FAllergy Section, Pneumology Department, Hospital Clinic, University of Barcelona, Barcelona, Spain.
IRCE - Institut d´Investigacions Biomediques August Pi i Sunyer (IDIBAPS), Barcelona, Spain.
J Investig Allergol Clin Immunol. 2022 Jul 22;32(4):282-290. doi: 10.18176/jiaci.0698. Epub 2021 May 4.
The prevalence of anaphylactic shock, the most severe manifestation of anaphylaxis, remains unknown. Risk factors and biomarkers have not been fully identified. Objective: To identify risk factors in patients who experience anaphylactic shock.
Using lipid transfer protein (LTP) allergy as a model, we compared the characteristics of patients who developed anaphylaxis and anaphylactic shock. We recorded demographics, pollen sensitization, foods ingested up to 2 hours before onset of the reaction, and the presence of cofactors. Culprit foods were identified through a compatible clinical history and positive allergology work-up (skin prick test and/or sIgE).
We evaluated 150 reactions in 55 patients with anaphylaxis (134 reactions) and 12 with anaphylactic shock (16 reactions).
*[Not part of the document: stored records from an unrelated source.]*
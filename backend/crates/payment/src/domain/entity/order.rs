//! Order Entity
//!
//! The persisted order. Only its payment/delivery status fields change
//! after creation.

use chrono::{DateTime, Utc};
use kernel::id::OrderId;
use rust_decimal::Decimal;
use serde::{Deserialize, Serialize};

use crate::domain::value_object::{
    delivery_status::DeliveryStatus,
    money::{MAX_AMOUNT, in_storable_range, round_cents},
    payment_method::PaymentMethod,
    payment_status::PaymentStatus, transaction_id::TransactionId,
};
use crate::error::{PaymentError, PaymentResult};

/// One order line
#[derive(Debug, Clone, PartialEq, Serialize, Deserialize)]
#[serde(rename_all = "camelCase")]
pub struct OrderItem {
    pub product_id: String,
    /// Display name sent to the gateway; falls back to `product_id`
    #[serde(default)]
    pub name: Option<String>,
    pub quantity: u32,
    pub unit_price: Decimal,
}

impl OrderItem {
    pub fn display_name(&self) -> &str {
        self.name
            .as_deref()
            .filter(|name| !name.trim().is_empty())
            .unwrap_or(&self.product_id)
    }

    /// `None` when quantity × unit price overflows
    pub fn line_total(&self) -> Option<Decimal> {
        self.unit_price.checked_mul(Decimal::from(self.quantity))
    }

    fn validate(&self) -> PaymentResult<()> {
        if self.product_id.trim().is_empty() {
            return Err(PaymentError::Validation(
                "item product id is required".to_string(),
            ));
        }
        if self.quantity < 1 {
            return Err(PaymentError::Validation(format!(
                "item {} quantity must be at least 1",
                self.product_id
            )));
        }
        if self.unit_price < Decimal::ZERO {
            return Err(PaymentError::Validation(format!(
                "item {} unit price must not be negative",
                self.product_id
            )));
        }
        if self.unit_price > MAX_AMOUNT {
            return Err(PaymentError::Validation(format!(
                "item {} unit price must not exceed {}",
                self.product_id, MAX_AMOUNT
            )));
        }
        Ok(())
    }
}

/// Customer contact details
#[derive(Debug, Clone, Default, PartialEq, Eq, Serialize, Deserialize)]
#[serde(rename_all = "camelCase")]
pub struct Customer {
    #[serde(default)]
    pub first_name: Option<String>,
    #[serde(default)]
    pub last_name: Option<String>,
    #[serde(default)]
    pub email: Option<String>,
    /// Required by the gateway
    pub phone: String,
}

impl Customer {
    pub fn has_phone(&self) -> bool {
        !self.phone.trim().is_empty()
    }
}

/// Order entity
#[derive(Debug, Clone)]
pub struct Order {
    pub order_id: OrderId,
    pub transaction_id: TransactionId,
    pub items: Vec<OrderItem>,
    pub customer: Customer,
    pub shipping_fee: Decimal,
    pub tip: Decimal,
    /// Grand total, fixed at creation
    pub amount: Decimal,
    pub payment_method: PaymentMethod,
    pub payment_status: PaymentStatus,
    pub delivery_status: DeliveryStatus,
    pub created_at: DateTime<Utc>,
    pub updated_at: DateTime<Utc>,
}

/// Result of applying a gateway status to an order
#[derive(Debug, Clone, Copy, PartialEq, Eq)]
pub struct StatusChange {
    pub previous: PaymentStatus,
    pub current: PaymentStatus,
    pub delivery_confirmed: bool,
}

impl StatusChange {
    /// An approved payment being moved to another status
    pub fn is_regression(&self) -> bool {
        self.previous == PaymentStatus::Approved && self.current != PaymentStatus::Approved
    }
}

impl Order {
    /// Create a new pending order, validating input and computing the amount
    pub fn new(
        transaction_id: TransactionId,
        items: Vec<OrderItem>,
        customer: Customer,
        shipping_fee: Decimal,
        tip: Decimal,
        payment_method: PaymentMethod,
    ) -> PaymentResult<Self> {
        if items.is_empty() {
            return Err(PaymentError::Validation(
                "order must contain at least one item".to_string(),
            ));
        }
        for item in &items {
            item.validate()?;
        }
        if !in_storable_range(shipping_fee) {
            return Err(PaymentError::Validation(format!(
                "shipping fee must be between 0 and {}",
                MAX_AMOUNT
            )));
        }
        if !in_storable_range(tip) {
            return Err(PaymentError::Validation(format!(
                "tip must be between 0 and {}",
                MAX_AMOUNT
            )));
        }
        if !customer.has_phone() {
            return Err(PaymentError::Validation(
                "customer phone is required".to_string(),
            ));
        }

        let amount = Self::compute_amount(&items, shipping_fee, tip)?;
        let now = Utc::now();

        Ok(Self {
            order_id: OrderId::new(),
            transaction_id,
            items,
            customer,
            shipping_fee,
            tip,
            amount,
            payment_method,
            payment_status: PaymentStatus::Pending,
            delivery_status: DeliveryStatus::Pending,
            created_at: now,
            updated_at: now,
        })
    }

    /// sum(quantity × unit price) + shipping + tip, rounded to cents.
    ///
    /// Fails when the total overflows or exceeds [`MAX_AMOUNT`].
    pub fn compute_amount(
        items: &[OrderItem],
        shipping_fee: Decimal,
        tip: Decimal,
    ) -> PaymentResult<Decimal> {
        let too_large =
            || PaymentError::Validation(format!("order total must not exceed {}", MAX_AMOUNT));

        let mut total = shipping_fee.checked_add(tip).ok_or_else(too_large)?;
        for item in items {
            let line = item.line_total().ok_or_else(too_large)?;
            total = total.checked_add(line).ok_or_else(too_large)?;
        }

        let amount = round_cents(total);
        if amount > MAX_AMOUNT {
            return Err(too_large());
        }
        Ok(amount)
    }

    /// Apply a reconciled gateway status.
    ///
    /// An approved payment also confirms delivery; other statuses leave
    /// the delivery status untouched.
    pub fn apply_payment_status(&mut self, status: PaymentStatus) -> StatusChange {
        let previous = self.payment_status;
        self.payment_status = status;

        let delivery_confirmed = status == PaymentStatus::Approved;
        if delivery_confirmed {
            self.delivery_status = DeliveryStatus::Confirmed;
        }
        self.updated_at = Utc::now();

        StatusChange {
            previous,
            current: status,
            delivery_confirmed,
        }
    }

    /// Whether a fresh checkout may still be started for this order
    pub fn awaits_payment(&self) -> bool {
        self.payment_method.uses_gateway() && self.payment_status == PaymentStatus::Pending
    }
}

#[cfg(test)]
mod tests {
    use super::*;

    fn item(product_id: &str, quantity: u32, unit_price: i64) -> OrderItem {
        OrderItem {
            product_id: product_id.to_string(),
            name: None,
            quantity,
            unit_price: Decimal::from(unit_price),
        }
    }

    fn customer() -> Customer {
        Customer {
            phone: "012345678".to_string(),
            ..Default::default()
        }
    }

    fn order(method: PaymentMethod) -> Order {
        Order::new(
            TransactionId::new("T1").unwrap(),
            vec![item("P1", 2, 5)],
            customer(),
            Decimal::ONE,
            Decimal::ZERO,
            method,
        )
        .unwrap()
    }

    #[test]
    fn test_new_order_is_pending_with_amount() {
        let order = order(PaymentMethod::CardPay);
        assert_eq!(order.amount, Decimal::from(11));
        assert_eq!(order.payment_status, PaymentStatus::Pending);
        assert_eq!(order.delivery_status, DeliveryStatus::Pending);
    }

    #[test]
    fn test_amount_includes_tip() {
        let amount = Order::compute_amount(
            &[item("P1", 3, 2), item("P2", 1, 4)],
            Decimal::from(2),
            Decimal::from(1),
        )
        .unwrap();
        assert_eq!(amount, Decimal::from(13));
    }

    #[test]
    fn test_amount_overflow_is_rejected() {
        let huge = OrderItem {
            unit_price: Decimal::MAX,
            ..item("P1", 2, 0)
        };
        assert!(matches!(
            Order::compute_amount(&[huge], Decimal::ZERO, Decimal::ZERO),
            Err(PaymentError::Validation(_))
        ));

        let at_limit = OrderItem {
            unit_price: MAX_AMOUNT,
            ..item("P1", 1, 0)
        };
        assert_eq!(
            Order::compute_amount(&[at_limit.clone()], Decimal::ZERO, Decimal::ZERO).unwrap(),
            MAX_AMOUNT
        );
        assert!(Order::compute_amount(&[at_limit], Decimal::ONE, Decimal::ZERO).is_err());
    }

    #[test]
    fn test_validation() {
        let build = |items: Vec<OrderItem>, customer: Customer, shipping: Decimal| {
            Order::new(
                TransactionId::new("T1").unwrap(),
                items,
                customer,
                shipping,
                Decimal::ZERO,
                PaymentMethod::CardPay,
            )
        };

        let no_items = build(vec![], customer(), Decimal::ZERO);
        assert!(matches!(no_items, Err(PaymentError::Validation(_))));

        assert!(build(vec![item("P1", 0, 5)], customer(), Decimal::ZERO).is_err());
        assert!(build(vec![item("P1", 1, -5)], customer(), Decimal::ZERO).is_err());
        assert!(build(vec![item("P1", 1, 5)], customer(), Decimal::NEGATIVE_ONE).is_err());
        assert!(build(vec![item("P1", 1, 5)], Customer::default(), Decimal::ZERO).is_err());
        assert!(build(vec![item("P1", 1, 0)], customer(), Decimal::ZERO).is_ok());
    }

    #[test]
    fn test_approved_confirms_delivery() {
        let mut order = order(PaymentMethod::CardPay);
        let change = order.apply_payment_status(PaymentStatus::Approved);
        assert!(change.delivery_confirmed);
        assert_eq!(order.delivery_status, DeliveryStatus::Confirmed);
    }

    #[test]
    fn test_other_status_keeps_delivery() {
        let mut order = order(PaymentMethod::CardPay);
        order.delivery_status = DeliveryStatus::Preparing;
        let change = order.apply_payment_status(PaymentStatus::Refunded);
        assert!(!change.delivery_confirmed);
        assert_eq!(order.payment_status, PaymentStatus::Refunded);
        assert_eq!(order.delivery_status, DeliveryStatus::Preparing);
    }

    #[test]
    fn test_regression_detection() {
        let mut order = order(PaymentMethod::CardPay);
        order.apply_payment_status(PaymentStatus::Approved);
        let change = order.apply_payment_status(PaymentStatus::Pending);
        assert!(change.is_regression());
    }

    #[test]
    fn test_item_display_name() {
        let mut line = item("P1", 1, 1);
        assert_eq!(line.display_name(), "P1");
        line.name = Some("Iced Latte".to_string());
        assert_eq!(line.display_name(), "Iced Latte");
    }

    #[test]
    fn test_cod_never_awaits_gateway() {
        assert!(!order(PaymentMethod::CashOnDelivery).awaits_payment());
        assert!(order(PaymentMethod::BankQrPay).awaits_payment());
    }
}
Patients in the anaphylaxis group experienced twice as many reactions (mean [SD], 2.4 [2.5] for anaphylaxis vs 1.3 [1.5] for anaphylactic shock; P<.02). No relationship was found between any food group and severity of the reaction. The most frequent food involved in both groups of patients was the combination of several plant-derived foods (plant food mix), followed by peach and nuts. Indeed, in the reactions caused by plant food mix, the presence of a cofactor was observed more often than in other food groups. On the other hand, cofactors were not present in peach- and nut-related reactions. Exercise was the most frequent cofactor in all groups.
In our series, the severity of the reactions was not determined by the kind of food or presence of a cofactor. Anaphylactic shock seems to be an infrequent presentation that may be associated with other individual-related factors requiring further evaluation.
速发型过敏反应中最严重的表现——过敏性休克的流行情况尚不清楚。风险因素和生物标志物尚未完全确定。目的:确定发生过敏性休克患者的风险因素。
使用脂质转移蛋白(LTP)过敏作为模型,比较发生过敏反应和过敏性休克患者的特征。我们记录了人口统计学数据、花粉致敏情况、发病前 2 小时内摄入的食物以及是否存在协同因素。通过与临床病史相符和过敏症检查(皮肤点刺试验和/或 sIgE)阳性确定致敏食物。
我们评估了 55 名过敏患者(134 次反应)和 12 名过敏性休克患者(16 次反应)的 150 次反应。过敏组患者经历的反应次数是过敏性休克组的两倍(平均[标准差],过敏组为 2.4[2.5],过敏性休克组为 1.3[1.5];P<.02)。没有发现任何食物组与反应严重程度之间存在关系。两组患者中最常见的食物均为几种植物源性食物(植物食物混合),其次是桃和坚果。实际上,在由植物食物混合引起的反应中,比在其他食物组中更常观察到协同因素的存在。另一方面,在桃和坚果相关反应中不存在协同因素。运动是所有组中最常见的协同因素。
在我们的系列研究中,反应的严重程度与食物种类或协同因素无关。过敏性休克似乎是一种不常见的表现,可能与其他个体相关因素有关,需要进一步评估。